Barbell Push Press Front Tips

  1. Ensure a solid foundation by standing with your feet shoulder-width apart, toes slightly turned out, and the barbell resting on your upper chest, just below your collarbone. This starting position will allow for optimal engagement of your shoulders throughout the exercise.
  2. As you begin the movement, initiate the push press by bending your knees slightly and then explosively driving through your legs, using the power generated to propel the barbell upwards. This leg drive will help activate your shoulder muscles and enable you to lift heavier weights.
  3. Focus on keeping your core tight and your back straight throughout the exercise. This will provide stability and prevent any unnecessary strain on your shoulders. Imagine a straight line running from your head to your tailbone, maintaining proper posture to maximize shoulder engagement.

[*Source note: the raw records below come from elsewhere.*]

use log::{error, info, warn};

use crate::{ErrorNotice, GenerationError, GenerationRequest, GenerationResult, SelectedImage};

#[derive(Debug, Clone, Copy, PartialEq, Eq, Default)]
pub enum UiStatus {
    #[default]
    Idle,
    Dragging,
    Loading,
}

/// The outcome of the latest generation. Result and error share one slot so they can't coexist.
#[derive(Debug, Clone, PartialEq, Eq)]
pub enum Outcome {
    Generated(GenerationResult),
    Failed(ErrorNotice),
}

/// What the result area should show
#[derive(Debug, Clone, Copy, PartialEq, Eq)]
pub enum Display<'a> {
    Placeholder,
    Result(&'a GenerationResult),
    Error(&'a ErrorNotice),
}

/// State of the portrait generator view.
///
/// Every selection change bumps `epoch`. A generation request remembers the epoch it was
/// issued for, and its outcome is only kept if the selection hasn't changed in the meantime.
#[derive(Debug, Default)]
pub struct Session {
    selected: Option<SelectedImage>,
    outcome: Option<Outcome>,
    dragging: bool,
    loading: bool,
    epoch: u64,
}

impl Session {
    pub fn new() -> Self {
        Self::default()
    }

    pub fn status(&self) -> UiStatus {
        if self.loading {
            UiStatus::Loading
        } else if self.dragging {
            UiStatus::Dragging
        } else {
            UiStatus::Idle
        }
    }

    pub fn selected(&self) -> Option<&SelectedImage> {
        self.selected.as_ref()
    }

    pub fn result(&self) -> Option<&GenerationResult> {
        match &self.outcome {
            Some(Outcome::Generated(r)) => Some(r),
            _ => None,
        }
    }

    pub fn error(&self) -> Option<&ErrorNotice> {
        match &self.outcome {
            Some(Outcome::Failed(e)) => Some(e),
            _ => None,
        }
    }

    pub fn display(&self) -> Display<'_> {
        match &self.outcome {
            None => Display::Placeholder,
            Some(Outcome::Generated(r)) => Display::Result(r),
            Some(Outcome::Failed(e)) => Display::Error(e),
        }
    }

    pub fn epoch(&self) -> u64 {
        self.epoch
    }

    pub fn can_generate(&self) -> bool {
        self.selected.is_some() && !self.loading
    }

    pub fn drag_entered(&mut self) {
        self.dragging = true;
    }

    pub fn drag_left(&mut self) {
        self.dragging = false;
    }

    /// Replaces the selection. Any result or error belonged to the old one and is dropped.
    pub fn select(&mut self, image: SelectedImage) {
        info!("Selected {} ({} bytes)", image.file_name, image.data.len());
        self.dragging = false;
        self.selected = Some(image);
        self.outcome = None;
        self.epoch += 1;
    }

    pub fn clear(&mut self) {
        info!("Selection cleared");
        self.selected = None;
        self.outcome = None;
        self.epoch += 1;
    }

    /// Returns `None` if there is nothing to submit or a request is already running.
    pub fn begin_generation(&mut self) -> Option<GenerationRequest> {
        if !self.can_generate() {
            return None;
        }
        let image = self.selected.clone()?;
        self.loading = true;
        self.outcome = None;
        Some(GenerationRequest {
            epoch: self.epoch,
            image,
        })
    }

    pub fn complete_generation(
        &mut self,
        epoch: u64,
        outcome: Result<GenerationResult, GenerationError>,
    ) {
        self.loading = false;

        if epoch != self.epoch {
            warn!(
                "Discarding generation outcome for selection {epoch}, current is {}",
                self.epoch
            );
            return;
        }

        self.outcome = Some(match outcome {
            Ok(result) => {
                info!("Generated {}", result.url);
                Outcome::Generated(result)
            }
            Err(e) => {
                error!("Generation failed: {e}");
                Outcome::Failed(e.notice())
            }
        });
    }
}

#[cfg(test)]
mod tests {
    use super::*;
    use crate::{ImageModel, image_model::GenerationFuture};

    /// Answers every request with the same canned outcome
    struct CannedModel(Result<GenerationResult, GenerationError>);

    impl ImageModel for CannedModel {
        fn generate(&self, _image: SelectedImage) -> GenerationFuture<'static> {
            let outcome = self.0.clone();
            Box::pin(async move { outcome })
        }
    }

    fn photo(name: &str) -> SelectedImage {
        SelectedImage::new(vec![0u8; 16], name, mime::IMAGE_JPEG)
    }

    async fn run(session: &mut Session, model: &dyn ImageModel) {
        let req = session
            .begin_generation()
            .expect("generation should be allowed");
        assert_eq!(session.status(), UiStatus::Loading);
        let outcome = model.generate(req.image).await;
        session.complete_generation(req.epoch, outcome);
    }

    #[test]
    fn empty_session() {
        let session = Session::new();
        assert_eq!(session.status(), UiStatus::Idle);
        assert_eq!(session.display(), Display::Placeholder);
        assert!(!session.can_generate());
    }

    #[test]
    fn selection_enables_generation() {
        let mut session = Session::new();
        session.select(photo("a.jpg"));
        assert!(session.selected().is_some());
        assert!(session.result().is_none());
        assert!(session.error().is_none());
        assert!(session.can_generate());
    }

    #[test]
    fn no_generation_without_selection() {
        let mut session = Session::new();
        assert!(session.begin_generation().is_none());
        assert_eq!(session.status(), UiStatus::Idle);
    }

    #[test]
    fn no_second_generation_while_loading() {
        let mut session = Session::new();
        session.select(photo("a.jpg"));
        assert!(session.begin_generation().is_some());
        assert!(!session.can_generate());
        assert!(session.begin_generation().is_none());
        assert_eq!(session.status(), UiStatus::Loading);
    }

    #[test]
    fn drag_state() {
        let mut session = Session::new();
        session.drag_entered();
        assert_eq!(session.status(), UiStatus::Dragging);
        session.drag_left();
        assert_eq!(session.status(), UiStatus::Idle);

        session.drag_entered();
        session.select(photo("dropped.png"));
        assert_eq!(session.status(), UiStatus::Idle);
    }

    #[test]
    fn loading_wins_over_dragging() {
        let mut session = Session::new();
        session.select(photo("a.jpg"));
        session.begin_generation();
        session.drag_entered();
        assert_eq!(session.status(), UiStatus::Loading);
    }

    #[tokio::test]
    async fn array_result() {
        let mut session = Session::new();
        session.select(photo("a.jpg"));
        let model = CannedModel(Ok(GenerationResult::new("https://x/img.png")));
        run(&mut session, &model).await;

        assert_eq!(
            session.result().map(|r| r.url.as_str()),
            Some("https://x/img.png")
        );
        assert!(session.error().is_none());
        assert_eq!(session.status(), UiStatus::Idle);
    }

    #[tokio::test]
    async fn invalid_format() {
        let mut session = Session::new();
        session.select(photo("a.jpg"));
        run(
            &mut session,
            &CannedModel(Err(GenerationError::InvalidResponseFormat)),
        )
        .await;

        let err = session.error().expect("error expected");
        assert_eq!(err.title, "Generation Failed");
        assert!(err.message.contains("Invalid response format"));
        assert!(session.result().is_none());
        assert_eq!(session.status(), UiStatus::Idle);
    }

    #[tokio::test]
    async fn payment_required() {
        let mut session = Session::new();
        session.select(photo("a.jpg"));
        run(
            &mut session,
            &CannedModel(Err(GenerationError::from_detail("PAYMENT_REQUIRED"))),
        )
        .await;

        assert_eq!(
            session.error().map(|e| e.title.as_str()),
            Some("Insufficient Credits")
        );
        assert_eq!(session.status(), UiStatus::Idle);
    }

    #[tokio::test]
    async fn new_selection_clears_previous_outcome() {
        let mut session = Session::new();
        session.select(photo("a.jpg"));
        run(
            &mut session,
            &CannedModel(Ok(GenerationResult::new("https://x/img.png"))),
        )
        .await;
        assert!(session.result().is_some());

        session.select(photo("b.jpg"));
        assert_eq!(session.display(), Display::Placeholder);
        assert!(session.can_generate());
    }

    #[tokio::test]
    async fn retry_replaces_error_with_result() {
        let mut session = Session::new();
        session.select(photo("a.jpg"));
        run(
            &mut session,
            &CannedModel(Err(GenerationError::Transport("timeout".into()))),
        )
        .await;
        assert!(session.error().is_some());

        let req = session.begin_generation().expect("retry allowed");
        assert!(session.error().is_none());
        session.complete_generation(req.epoch, Ok(GenerationResult::new("https://x/2.png")));
        assert!(session.error().is_none());
        assert_eq!(
            session.result().map(|r| r.url.as_str()),
            Some("https://x/2.png")
        );
    }

    #[test]
    fn stale_outcome_is_discarded() {
        let mut session = Session::new();
        session.select(photo("a.jpg"));
        let req = session.begin_generation().expect("generation allowed");

        session.select(photo("b.jpg"));
        session.complete_generation(req.epoch, Ok(GenerationResult::new("https://x/a.png")));

        assert_eq!(session.display(), Display::Placeholder);
        assert_eq!(session.status(), UiStatus::Idle);
        assert!(session.can_generate());
    }

    #[test]
    fn clear_resets_everything() {
        let mut session = Session::new();
        session.select(photo("a.jpg"));
        let req = session.begin_generation().expect("generation allowed");
        session.complete_generation(req.epoch, Err(GenerationError::InvalidResponseFormat));

        session.clear();
        assert!(session.selected().is_none());
        assert_eq!(session.display(), Display::Placeholder);
        assert!(!session.can_generate());
    }
}
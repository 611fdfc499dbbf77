use std::pin::Pin;

use bytes::Bytes;
use color_eyre::Result;

pub mod personalize;
pub use personalize::Personalize;

use crate::{GenerationError, GenerationResult, SelectedImage};

pub type GenerationFuture<'a> =
    Pin<Box<dyn Future<Output = Result<GenerationResult, GenerationError>> + Send + 'a>>;

/// A remote service turning a photo into a stylized image
pub trait ImageModel {
    fn generate(&self, image: SelectedImage) -> GenerationFuture<'static>;
}

/// Downloads the image a generation result points at
pub async fn fetch_image(client: &reqwest::Client, url: &str) -> Result<Bytes> {
    Ok(client
        .get(url)
        .send()
        .await?
        .error_for_status()?
        .bytes()
        .await?)
}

  4. As the barbell reaches its peak height, quickly dip your torso forward slightly and then forcefully extend your arms to press the weight overhead. This powerful extension will fully engage your shoulders, allowing for a smooth and controlled movement.
  5. Remember to breathe throughout the exercise, inhaling deeply as you lower the barbell to your chest and exhaling forcefully as you press it overhead. This controlled breathing will help you maintain focus, provide stability, and optimize your shoulder engagement.